Clinical Director Dr. Brad Riemann says as the fourth most common psychiatric condition in the U.S., OCD affects more than two million American adults. But about 10 percent of OCD sufferers require this specialized, in-patient treatment.

“These are individuals whose lives have basically stopped,” he says. “They are being plagued by so many obsessions and compulsions that they’re not able to function in school or at work or in relationships and really just need assistance 24 hours a day to function.”

Even at its most severe level, Riemann says OCD is treatable, with therapies such as cognitive-behavior therapy and exposure and response prevention. But he says there aren’t many OCD providers to meet growing patient needs.

“The biggest concern for someone with OCD is really trying to find somebody who knows how to do this and unfortunately that is the number one disadvantage of this type of treatment, just trying to find providers who are trained and experienced in doing this,” he says.

Rogers Memorial has one of the largest and most comprehensive OCD programs in the world. On a given day, Riemann estimates the OCD Center sees more than 80 patients, ranging from children to adults. It also provides lower levels of care for less severe cases, such as its intensive outpatient services and day treatment.
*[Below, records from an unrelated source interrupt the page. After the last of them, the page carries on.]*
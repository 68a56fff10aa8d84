//! Conversion between cohort age (months on book) and calendar months

use super::label::YearMonth;

/// Calendar month reached by a cohort originated in `origin` at `age` months on book
pub fn month_at(origin: YearMonth, age: u32) -> YearMonth {
    let total = i64::from(origin.month()) + i64::from(age);
    let year = i64::from(origin.year()) + (total - 1).div_euclid(12);
    let month = (total - 1).rem_euclid(12) + 1;

    YearMonth {
        year: year as i32,
        month: month as u32,
    }
}

/// `YYYY-MM` label of the calendar month at `age`
pub fn calendar_label(origin: YearMonth, age: u32) -> String {
    month_at(origin, age).to_string()
}

/// Signed months on book of `period` for a cohort originated in `origin`.
///
/// Negative when the period precedes the origin.
pub fn months_between(origin: YearMonth, period: YearMonth) -> i32 {
    (period.year() - origin.year()) * 12 + (period.month() as i32 - origin.month() as i32)
}
//! Load → derive → project session
//!
//! A `Session` derives the pivot and factor table once per dataset and then serves
//! any number of projections against that immutable state. Loading a new dataset
//! swaps it in whole; a failed load leaves the previous dataset in place.
//!
//! # Example
//! ```ignore
//! let mut session = Session::new(SessionConfig::default());
//! session.load(load_matrix("vintages.csv")?)?;
//!
//! let projection = session.project("2024-03", 24)?;
//! println!("{:?}", projection.summary());
//! ```

use std::sync::Arc;

use log::{debug, info};
use rayon::prelude::*;

use crate::config::SessionConfig;
use crate::error::{Result, VintageError};
use crate::factors::{FactorEstimator, FactorTable};
use crate::projection::{CohortProjector, Projection};
use crate::vintage::{reshape, Observation, ObservationMatrix, PivotMatrix};

/// Everything derived from one uploaded matrix
#[derive(Debug, Clone)]
pub struct Dataset {
    matrix: ObservationMatrix,
    observations: Vec<Observation>,
    pivot: PivotMatrix,
    factors: FactorTable,
    dropped_negative_age: usize,
    duplicate_ages: usize,
}

impl Dataset {
    /// Reshape the matrix and estimate factors
    pub fn derive(matrix: ObservationMatrix, config: &SessionConfig) -> Result<Self> {
        let reshaped = reshape(&matrix)?;
        let factors = FactorEstimator::new(config.factors.clone()).estimate(&reshaped.pivot)?;

        Ok(Self {
            matrix,
            observations: reshaped.observations,
            pivot: reshaped.pivot,
            factors,
            dropped_negative_age: reshaped.dropped_negative_age,
            duplicate_ages: reshaped.duplicate_ages,
        })
    }

    pub fn matrix(&self) -> &ObservationMatrix {
        &self.matrix
    }

    pub fn observations(&self) -> &[Observation] {
        &self.observations
    }

    pub fn pivot(&self) -> &PivotMatrix {
        &self.pivot
    }

    pub fn factors(&self) -> &FactorTable {
        &self.factors
    }

    pub fn dropped_negative_age(&self) -> usize {
        self.dropped_negative_age
    }

    pub fn duplicate_ages(&self) -> usize {
        self.duplicate_ages
    }
}

/// Holds the current dataset and the active projection
#[derive(Debug, Clone, Default)]
pub struct Session {
    config: SessionConfig,
    dataset: Option<Arc<Dataset>>,
    active: Option<Projection>,
}

impl Session {
    pub fn new(config: SessionConfig) -> Self {
        Self {
            config,
            dataset: None,
            active: None,
        }
    }

    pub fn config(&self) -> &SessionConfig {
        &self.config
    }

    /// Derive a dataset from `matrix` and make it current.
    ///
    /// Clears the active projection. On error the previous dataset stays loaded.
    pub fn load(&mut self, matrix: ObservationMatrix) -> Result<Arc<Dataset>> {
        let dataset = Arc::new(Dataset::derive(matrix, &self.config)?);

        info!(
            "Loaded {} cohorts, {} observations, {} development factors (horizon {})",
            dataset.pivot.len(),
            dataset.observations.len(),
            dataset.factors.len(),
            dataset.factors.horizon()
        );
        if dataset.dropped_negative_age > 0 {
            info!(
                "Dropped {} cells reported before their cohort's origin",
                dataset.dropped_negative_age
            );
        }

        self.dataset = Some(Arc::clone(&dataset));
        self.active = None;
        Ok(dataset)
    }

    /// Current dataset, shared read-only
    pub fn dataset(&self) -> Option<&Arc<Dataset>> {
        self.dataset.as_ref()
    }

    fn require_dataset(&self) -> Result<&Arc<Dataset>> {
        self.dataset.as_ref().ok_or(VintageError::NoDataset)
    }

    /// Project `cohort` to `target_age`, replacing the active projection
    pub fn project(&mut self, cohort: &str, target_age: u32) -> Result<&Projection> {
        let dataset = self.require_dataset()?;
        let projection = CohortProjector::new(
            &dataset.pivot,
            &dataset.factors,
            self.config.projection.clone(),
        )
        .project(cohort, target_age)?;

        if projection.is_truncated() {
            debug!(
                "Projection of {} reached age {} of requested {}",
                cohort,
                projection.last().map_or(0, |r| r.age),
                target_age
            );
        }

        Ok(&*self.active.insert(projection))
    }

    /// Most recent successful projection since the last load
    pub fn active_projection(&self) -> Option<&Projection> {
        self.active.as_ref()
    }

    /// Project every cohort with observations to `target_age` in parallel.
    ///
    /// Cohorts without any observed value are skipped. Results are in cohort label
    /// order. The active projection is left untouched.
    pub fn project_all(&self, target_age: u32) -> Result<Vec<Projection>> {
        let dataset = self.require_dataset()?;
        let projector = CohortProjector::new(
            &dataset.pivot,
            &dataset.factors,
            self.config.projection.clone(),
        );

        let labels: Vec<&str> = dataset.pivot.labels().collect();
        let results: Vec<Result<Projection>> = labels
            .par_iter()
            .map(|label| projector.project(label, target_age))
            .collect();

        let mut projections = Vec::with_capacity(results.len());
        for result in results {
            match result {
                Ok(projection) => projections.push(projection),
                Err(VintageError::NoObservations(cohort)) => {
                    debug!("Skipping cohort {} with no observations", cohort);
                }
                Err(e) => return Err(e),
            }
        }
        Ok(projections)
    }

    /// One month past the cohort's last observed age, saturating at `u32::MAX`
    pub fn default_target_age(&self, cohort: &str) -> Result<u32> {
        let dataset = self.require_dataset()?;
        let curve = dataset
            .pivot
            .cohort(cohort)
            .ok_or_else(|| VintageError::CohortNotFound(cohort.to_string()))?;
        let (last_age, _) = curve
            .last_observed()
            .ok_or_else(|| VintageError::NoObservations(cohort.to_string()))?;
        Ok(last_age.saturating_add(1))
    }
}

#[cfg(test)]
mod tests {
    use super::*;
    use crate::projection::GapPolicy;
    use crate::vintage::load_matrix;
    use approx::assert_relative_eq;

    fn sample_matrix() -> ObservationMatrix {
        load_matrix("data/sample_vintages.csv").expect("Failed to load sample")
    }

    fn loaded_session() -> Session {
        let mut session = Session::new(SessionConfig::default());
        session.load(sample_matrix()).unwrap();
        session
    }

    #[test]
    fn test_derive_sample_dataset() {
        let session = loaded_session();
        let dataset = session.dataset().unwrap();

        assert_eq!(dataset.pivot().len(), 6);
        assert_eq!(dataset.observations().len(), 21);
        assert_eq!(dataset.dropped_negative_age(), 0);

        let factors = dataset.factors();
        // 2023-04 starts at 0% and is left out of the first transition
        assert_eq!(factors.get(1).unwrap().n, 4);
        assert_eq!(factors.get(2).unwrap().n, 4);
        assert_eq!(factors.get(3).unwrap().n, 3);
        assert_eq!(factors.get(5).unwrap().n, 1);
        assert_relative_eq!(factors.mean(5).unwrap(), 1.05, epsilon = 1e-12);
        assert!(factors.get(6).is_none());
    }

    #[test]
    fn test_project_newest_cohort() {
        let mut session = loaded_session();
        let projection = session.project("2023-06", 12).unwrap().clone();

        assert_eq!(projection.observed().count(), 1);
        // Factors exist for transitions 1..=5 only
        assert_eq!(projection.projected().count(), 5);
        assert_eq!(projection.last().unwrap().age, 5);
        assert_eq!(projection.last().unwrap().calendar_label, "2023-11");
        assert!(projection.is_truncated());

        assert_eq!(session.active_projection(), Some(&projection));
    }

    #[test]
    fn test_projection_replaces_active() {
        let mut session = loaded_session();
        session.project("2023-06", 3).unwrap();
        session.project("2023-05", 3).unwrap();
        assert_eq!(session.active_projection().unwrap().cohort, "2023-05");
    }

    #[test]
    fn test_failed_projection_keeps_active() {
        let mut session = loaded_session();
        session.project("2023-06", 3).unwrap();
        let err = session.project("1999-01", 3).unwrap_err();
        assert_eq!(err, VintageError::CohortNotFound("1999-01".to_string()));
        assert_eq!(session.active_projection().unwrap().cohort, "2023-06");
    }

    #[test]
    fn test_reload_clears_active_projection() {
        let mut session = loaded_session();
        session.project("2023-06", 3).unwrap();
        session.load(sample_matrix()).unwrap();
        assert!(session.active_projection().is_none());
    }

    #[test]
    fn test_failed_load_keeps_previous_dataset() {
        let mut session = loaded_session();
        let empty = ObservationMatrix::from_rows(Vec::new(), Vec::new()).unwrap();
        assert_eq!(session.load(empty).unwrap_err(), VintageError::EmptyMatrix);
        assert_eq!(session.dataset().unwrap().pivot().len(), 6);
    }

    #[test]
    fn test_no_dataset() {
        let mut session = Session::default();
        assert_eq!(session.project("2023-01", 3).unwrap_err(), VintageError::NoDataset);
        assert_eq!(session.project_all(3).unwrap_err(), VintageError::NoDataset);
        assert_eq!(session.default_target_age("2023-01").unwrap_err(), VintageError::NoDataset);
    }

    #[test]
    fn test_invalid_horizon_on_load() {
        let mut config = SessionConfig::default();
        config.factors.max_horizon = 0;
        let mut session = Session::new(config);
        assert_eq!(
            session.load(sample_matrix()).unwrap_err(),
            VintageError::InvalidHorizon(0)
        );
    }

    #[test]
    fn test_project_all_matches_single() {
        let mut session = loaded_session();
        let all = session.project_all(8).unwrap();
        assert_eq!(all.len(), 6);
        assert!(all.windows(2).all(|w| w[0].cohort < w[1].cohort));

        let single = session.project("2023-03", 8).unwrap().clone();
        let from_batch = all.iter().find(|p| p.cohort == "2023-03").unwrap();
        assert_eq!(&single, from_batch);
    }

    #[test]
    fn test_project_all_skips_empty_cohorts() {
        let matrix = ObservationMatrix::from_rows(
            vec!["2023-01".to_string(), "2023-02".to_string()],
            vec![
                ("2023-01".to_string(), vec![Some(1.0), Some(2.0)]),
                ("2023-02".to_string(), vec![None, None]),
            ],
        )
        .unwrap();
        let mut session = Session::default();
        session.load(matrix).unwrap();

        let all = session.project_all(3).unwrap();
        assert_eq!(all.len(), 1);
        assert_eq!(all[0].cohort, "2023-01");
    }

    #[test]
    fn test_default_target_age() {
        let session = loaded_session();
        assert_eq!(session.default_target_age("2023-01").unwrap(), 6);
        assert_eq!(session.default_target_age("2023-06").unwrap(), 1);
    }

    #[test]
    fn test_skip_policy_session() {
        let matrix = ObservationMatrix::from_rows(
            vec!["2023-01".to_string(), "2023-02".to_string(), "2023-03".to_string()],
            vec![
                // Only transition 2 has data
                ("2023-01".to_string(), vec![Some(0.0), Some(1.0), Some(2.0)]),
                ("2023-03".to_string(), vec![None, None, Some(0.5)]),
            ],
        )
        .unwrap();

        let mut config = SessionConfig::default();
        config.projection.gap_policy = GapPolicy::Skip;
        let mut session = Session::new(config);
        session.load(matrix).unwrap();

        let projection = session.project("2023-03", 4).unwrap();
        let projected: Vec<u32> = projection.projected().map(|r| r.age).collect();
        assert_eq!(projected, vec![2]);
        assert_relative_eq!(projection.last().unwrap().value, 1.0);
    }
}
This recent expansion marks the Center’s third since it first opened in 1999, as more patients come seeking treatment.

But Riemann, an expert in anxiety disorders, says while OCD is common, it’s often misunderstood – thanks in no small part to depictions in TV shows and movies.

“The public’s perception is anybody who thinks about anything a lot must have OCD,” he says. “Just because you think about something a lot or just because you do something over and over again doesn’t necessarily mean you have OCD.”

Rather, Riemann says OCD is characterized by unwanted thoughts or impulses (obsessions) that generate a lot of anxiety. Patients might fear becoming dirty or contaminated, or doubt they did something like turn off the stove.

This is coupled with compulsions, repetitive acts or thoughts like hand-washing or double-checking locked doors. These are used to try to stop the obsessional thoughts, control the anxiety or even prevent a perceived danger from occurring.

Still, Riemann says there’s more public awareness about OCD today than ever before. And that’s helping some sufferers.

“People with OCD are very embarrassed by their symptoms and I think some of the (media) programs have helped them step forward and reach out for help,” he says.

With more patients coming forward, the need for proper OCD treatment is growing. So Riemann and his colleagues soon will share their expertise with other physicians and train them to treat the disorder.